Considering Korean banks’ capital ratio, the possibility that CoCo bonds are written down or banking crises occur seems to be limited. However, as macroeconomic strains could persist, banks should strive to maintain market confidence while paying close attention to risk management and internal control. Notably, in the future, there may be restrictions on capital expansion using CoCo bonds, such as an increase in financing costs, which requires caution in managing the issuance size of CoCo bonds. The supervisory authorities need to revamp the regulatory system for capital requirements and recognize the importance of responding to market unrest in a rapid and orderly manner. Lastly, investors should be aware of an array of risks arising from investing in CoCo bonds, such as a principal writedown.
As risks mount in the global banking sector in the wake of Silicon Valley Bank (SBV)’s collapse, the crisis of Credit Suisse (CS)—widely regarded as being potentially insolvent—has come to the fore. Unlike SVB, CS acts as a Global Systemically Important Bank (G-SIB) and could have far-reaching effects on the global economy and systemic risk. Accordingly, the predicament of CS has raised concerns about a financial crisis, escalating volatility in the financial markets. As CS failed to turn around despite liquidity assistance from the Swiss financial regulator, the Swiss Financial Market Supervisory Authority (FINMA) engineered the takeover of CS by UBS. As part of the acquisition deal, its contingent convertible (CoCo) bonds were written down to zero. Against this backdrop, this article examines what went wrong at CS and how its CoCo bonds were written down, and discusses relevant implications.


Basel Ⅲ and CoCo bonds

Basel Ⅲ, a regulatory framework for the banking sector developed in response to the global financial crisis, has adopted stricter criteria for capital expansion to improve banks’ loss absorption ability and limit the injection of public funds to a minimum level (BCBS, 2011a). Under the framework, the Financial Stability Board (FSB) and the Basel Committee on Banking Supervision (BCBS) have designated large banks whose failure could send shock waves through the global economy as G-SIBs and presented how to consistently manage systemic risk arising from G-SIBs by introducing tighter requirements for equity capital and liquidity. Korea’s financial authorities have also stepped up systemic risk monitoring by selecting domestic systemically important banks (D-SIBs).1) Figure 1 shows the capital regulation system of Basel Ⅲ.
 

Under Basel Ⅲ, CoCo bonds that are wiped out or converted to common equity if a bank runs into trouble can be recognized as Additional Tier 1 (AT1 for perpetual bonds) or Tier 2 (T2 for subordinated bonds), both of which are included in total capital separately from Common Equity Tier 1 (CET1).2) Accordingly, banks have issued CoCo bonds to shore up capital. The structure of CoCo bonds consists of the “loss absorption” mechanism and “trigger” activating the mechanism, with the aim of replenishing capital that is readily available in crisis times (Avdjiev et al., 2013, Figure 2). CoCo bonds can absorb losses through conversion to equity or a principal writedown, for which the trigger is determined by mechanical (pre-defined) requirements or the supervisory authority’s discretionary judgment. Mechanical triggers are classified by a selected index. The minimum CET1 is used as a book-value trigger while the minimum ratio of stock market capitalization to assets is used as a market-value trigger.3)
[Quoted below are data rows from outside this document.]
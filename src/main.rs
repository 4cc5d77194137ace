use std::path::Path;

use api::GeneratorContext;
use clap::Parser;
use config::ChangelogConfig;
use error::{ChangelogError, Result};
use llm_changelog::*;
use pipeline::run_pipeline;
use tokens::TokenBudgeter;
use types::{Args, resolve_model_name};

/// Apply CLI overrides to config
fn apply_cli_overrides(config: &mut ChangelogConfig, args: &Args) {
   if let Some(ref model) = args.model {
      config.model = resolve_model_name(model);
   }
   if let Some(temp) = args.temperature {
      if (0.0..=1.0).contains(&temp) {
         config.temperature = temp;
      } else {
         eprintln!(
            "Warning: Temperature {} out of range [0.0, 1.0], using default {}",
            temp, config.temperature
         );
      }
   }
   if let Some(budget) = args.budget {
      config.batch_token_budget = budget;
   }
   if let Some(ref file) = args.file {
      config.changelog_file = file.clone();
   }
}

/// Load config from args or default
fn load_config_from_args(args: &Args) -> Result<ChangelogConfig> {
   if let Some(ref config_path) = args.config {
      ChangelogConfig::from_file(config_path)
   } else {
      ChangelogConfig::load()
   }
}

fn main() -> Result<()> {
   dotenvy::dotenv().ok();

   let args = Args::parse();

   let mut config = load_config_from_args(&args)?;
   apply_cli_overrides(&mut config, &args);

   // Range start and current version both default to the latest tag
   let latest_tag = git::latest_tag(&args.dir);
   let from = args.from.clone().or_else(|| latest_tag.clone());
   let current_version = args
      .current_version
      .clone()
      .or(latest_tag)
      .ok_or_else(|| {
         ChangelogError::Other(
            "No version tags found; pass --current-version explicitly".to_string(),
         )
      })?;

   if from.is_none() {
      style::warn("No starting tag found, analyzing the full history");
   }

   let commits = git::collect_commits(from.as_deref(), &args.to, &args.dir)?;
   if commits.is_empty() {
      style::warn(&ChangelogError::EmptyCommitSet.to_string());
   } else {
      style::print_info(&format!(
         "Analyzing {} commits since {}",
         commits.len(),
         from.as_deref().unwrap_or("the beginning")
      ));
   }

   if !args.offline {
      println!("Using model: {} (temp: {})", style::model(&config.model), config.temperature);
   }

   let budgeter = TokenBudgeter::for_model(&config.model);
   let project = args
      .project
      .clone()
      .or_else(|| git::project_name(&args.dir))
      .unwrap_or_else(|| "this project".to_string());
   let user_context = if args.context.is_empty() {
      None
   } else {
      Some(args.context.join(" "))
   };

   let ctx = GeneratorContext {
      project_name:    &project,
      current_version: &current_version,
      user_context:    user_context.as_deref(),
   };

   let output = run_pipeline(&commits, &current_version, &config, &budgeter, |batch| {
      if args.offline {
         Ok(assemble::render_local_fragment(batch))
      } else {
         api::generate_fragment(batch, &ctx, &config)
      }
   })?;

   println!(
      "Version bump: {} ({})",
      style::bold(output.decision.bump_level.as_str()),
      style::dim(&output.decision.rationale)
   );
   println!(
      "Next version: {} {} {}",
      current_version,
      style::icons::ARROW,
      style::bold(&output.next_version)
   );

   for failure in &output.failures {
      style::warn(&format!("batch {} degraded: {}", failure.batch_index, failure.reason));
   }
   if !output.failures.is_empty() {
      style::warn(&format!(
         "document assembled from {} of {} batches",
         output.batch_count - output.failures.len(),
         output.batch_count
      ));
   }

   let block = changelog::render_document(&output.document, &output.next_version, &changelog::today());

   if args.dry_run || commits.is_empty() {
      println!("\n{block}");
      return Ok(());
   }

   let path = Path::new(&args.dir).join(&config.changelog_file);
   changelog::prepend_to_file(&block, &path)?;
   println!(
      "{} Prepended {} entries to {}",
      style::success(style::icons::SUCCESS),
      output.document.entry_count(),
      path.display()
   );

   Ok(())
}

#[cfg(test)]
mod tests {
   use super::*;

   #[test]
   fn test_apply_cli_overrides_model_alias() {
      let mut config = ChangelogConfig::default();
      let args = Args { model: Some("haiku".to_string()), ..Default::default() };
      apply_cli_overrides(&mut config, &args);
      assert_eq!(config.model, "claude-haiku-4-5");
   }

   #[test]
   fn test_apply_cli_overrides_temperature_in_range() {
      let mut config = ChangelogConfig::default();
      let args = Args { temperature: Some(0.7), ..Default::default() };
      apply_cli_overrides(&mut config, &args);
      assert_eq!(config.temperature, 0.7);
   }

   #[test]
   fn test_apply_cli_overrides_temperature_out_of_range_ignored() {
      let mut config = ChangelogConfig::default();
      let default_temp = config.temperature;
      let args = Args { temperature: Some(3.0), ..Default::default() };
      apply_cli_overrides(&mut config, &args);
      assert_eq!(config.temperature, default_temp);
   }

   #[test]
   fn test_apply_cli_overrides_budget_and_file() {
      let mut config = ChangelogConfig::default();
      let args = Args {
         budget: Some(4000),
         file: Some("HISTORY.md".to_string()),
         ..Default::default()
      };
      apply_cli_overrides(&mut config, &args);
      assert_eq!(config.batch_token_budget, 4000);
      assert_eq!(config.changelog_file, "HISTORY.md");
   }

   #[test]
   fn test_apply_cli_overrides_none_keeps_defaults() {
      let mut config = ChangelogConfig::default();
      let expected_model = config.model.clone();
      apply_cli_overrides(&mut config, &Args::default());
      assert_eq!(config.model, expected_model);
   }
}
CoCo bonds with the risk of stock conversion or principal writedowns have been recognized as high-yield instruments, gaining popularity from investors in the low interest rate environment. In Korea, they have been sold to retail investors in the same way as banks’ trust instruments and securities firms’ retail bonds.4) As illustrated in the “Total Return Index” graph on the left side of Figure 3, the CoCo bond index recorded high cumulative returns before this round of banking crises occurred, which, however, suffered a big drop following the wipeout of Credit Suisse AT1 bonds. This suggests CoCo bond investors should be wary of risk factors such as a potential principal writedown and losses incurred from early redemption.
 


Credit Suisse’s crisis and CoCo bond wipeout

As the failure of SVB has sparked concerns about a bank run, struggles of the global banking sector have come to a head. In particular, concerns have been raised about the potential collapse of CS, which went through a crisis in 2022. Although the Swiss National Bank decided to provide emergency liquidity assistance of up to 50 billion francs (as of March 15), there was no sign of improvement as its CDS spreads jumped to more than 1,000bp. As a result, CS was taken over by UBS under the intervention of the Swiss government and FINMA on March 19 and during the takeover process, AT1 bonds (CoCo bonds) worth $17 billion (16 billion francs) were written down to zero. The wipeout of CS AT1 bonds is supposed to be triggered when the consolidated CET1 ratio of Credit Suisse Group falls below 7%; or FINMA orders CS to write down the bonds; or financial support from the public sector is required to prevent Credit Suisse Group from becoming insolvent or unable to pay its debts, or suffering any similar event.5) In a press release, FINMA made it clear that AT1 bonds issued by CS were written down in a “Viability Event” requiring government (or the public sector) assistance, which falls under the third category of the threshold above.6)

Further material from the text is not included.